Global warming is likely to reach 1.5°C as early as 2030. In an effort to limit the earth’s temperature rise beyond this point, the Intergovernmental Panel on Climate Change (IPCC) has developed pathways to decarbonize energy supplies. Meeting these targets will be a tall order for the oil and gas sector. Massive reserves remain worldwide to manufacture transport fuels and countless consumer products. In California, where the oil industry took off 150 years ago, the climate impacts of petroleum are among the largest in the world.

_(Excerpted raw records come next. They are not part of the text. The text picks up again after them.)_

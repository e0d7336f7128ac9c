//! View objects assembled from multiple tables for API consumers.
use serde::{Deserialize, Serialize};

use crate::{
    db_types::{GatewayPayment, LedgerEntry, Order, OrderItem},
    traits::{OrderFlowError, OrderManagement},
};

/// Everything a status page needs about one order: the order row, its lines, the latest gateway
/// interaction and the full ledger history.
#[derive(Debug, Clone, Serialize)]
pub struct OrderSnapshot {
    pub order: Order,
    pub items: Vec<OrderItem>,
    pub payment: Option<GatewayPayment>,
    pub ledger: Vec<LedgerEntry>,
}

impl OrderSnapshot {
    pub async fn assemble<B: OrderManagement>(db: &B, order: Order) -> Result<Self, OrderFlowError> {
        let items = db.fetch_order_items(order.id).await?;
        let payment = db.fetch_gateway_payment(order.id).await?;
        let ledger = db.fetch_ledger_entries(order.id).await?;
        Ok(Self { order, items, payment, ledger })
    }
}

/// One line of a checkout request, before pricing.
#[derive(Debug, Clone, Serialize, Deserialize)]
pub struct CheckoutLine {
    pub product_id: i64,
    pub quantity: i64,
}
use chrono::Utc;
use sqlx::SqliteConnection;

use crate::db_types::SideEffectKind;

/// Claims the `(order_id, effect_kind)` idempotency key. Returns `true` exactly once per key; every later
/// attempt hits the UNIQUE constraint and returns `false`.
pub async fn try_claim(
    order_id: i64,
    kind: SideEffectKind,
    conn: &mut SqliteConnection,
) -> Result<bool, sqlx::Error> {
    let result = sqlx::query(
        "INSERT OR IGNORE INTO order_side_effects (order_id, effect_kind, applied_at) VALUES ($1, $2, $3)",
    )
    .bind(order_id)
    .bind(kind)
    .bind(Utc::now())
    .execute(conn)
    .await?;
    Ok(result.rows_affected() > 0)
}

pub async fn is_applied(
    order_id: i64,
    kind: SideEffectKind,
    conn: &mut SqliteConnection,
) -> Result<bool, sqlx::Error> {
    let row: Option<(i64,)> =
        sqlx::query_as("SELECT 1 FROM order_side_effects WHERE order_id = $1 AND effect_kind = $2")
            .bind(order_id)
            .bind(kind)
            .fetch_optional(conn)
            .await?;
    Ok(row.is_some())
}
use std::fmt;

/// Holds a credential, such as a gateway merchant key or the admin API key, without ever printing it.
/// `Debug` and `Display` both emit a fixed mask, so a `Secret` buried in a config struct cannot leak into
/// the logs. Call [`Secret::reveal`] at the single point where the real value goes onto the wire.
#[derive(Clone, Default)]
pub struct Secret<T: Clone + Default>(T);

impl<T: Clone + Default> Secret<T> {
    pub fn new(value: T) -> Self {
        Self(value)
    }

    pub fn reveal(&self) -> &T {
        &self.0
    }
}

impl<T: Clone + Default> From<T> for Secret<T> {
    fn from(value: T) -> Self {
        Self(value)
    }
}

impl<T: Clone + Default> fmt::Debug for Secret<T> {
    fn fmt(&self, f: &mut fmt::Formatter<'_>) -> fmt::Result {
        f.write_str("[redacted]")
    }
}

impl<T: Clone + Default> fmt::Display for Secret<T> {
    fn fmt(&self, f: &mut fmt::Formatter<'_>) -> fmt::Result {
        f.write_str("[redacted]")
    }
}

#[cfg(test)]
mod test {
    use super::*;

    #[test]
    fn formatting_never_exposes_the_value() {
        let key = Secret::new("live_secret_key_800".to_string());
        assert_eq!(format!("{key}"), "[redacted]");
        assert_eq!(format!("{key:?}"), "[redacted]");
        assert!(!format!("{key:?}").contains("800"));
    }

    #[test]
    fn reveal_returns_the_wrapped_value() {
        let key: Secret<String> = "live_secret_key_800".to_string().into();
        assert_eq!(key.reveal(), "live_secret_key_800");
        assert_eq!(Secret::<String>::default().reveal(), "");
    }
}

Using an open-source tool developed by researchers at Stanford, Brown and the University of Calgary, the Oil-Climate Index quantifies the lifecycle greenhouse gas (GHG) emissions from diverse petroleum resources. We find that a barrel of Midway Sunset oil, California’s largest field, is ten-times more carbon intensive to extract and refine than a barrel of West Texas Intermediate and has two-thirds higher lifecycle GHGs than the U.S. benchmark crude. These findings highlight the need to establish an oil data transparency regime and to craft innovative state, federal, and international policies to reduce emissions from the oil and gas sector during the transition away from fossil fuels. California and other Western states have the opportunity to be a leader in this effort.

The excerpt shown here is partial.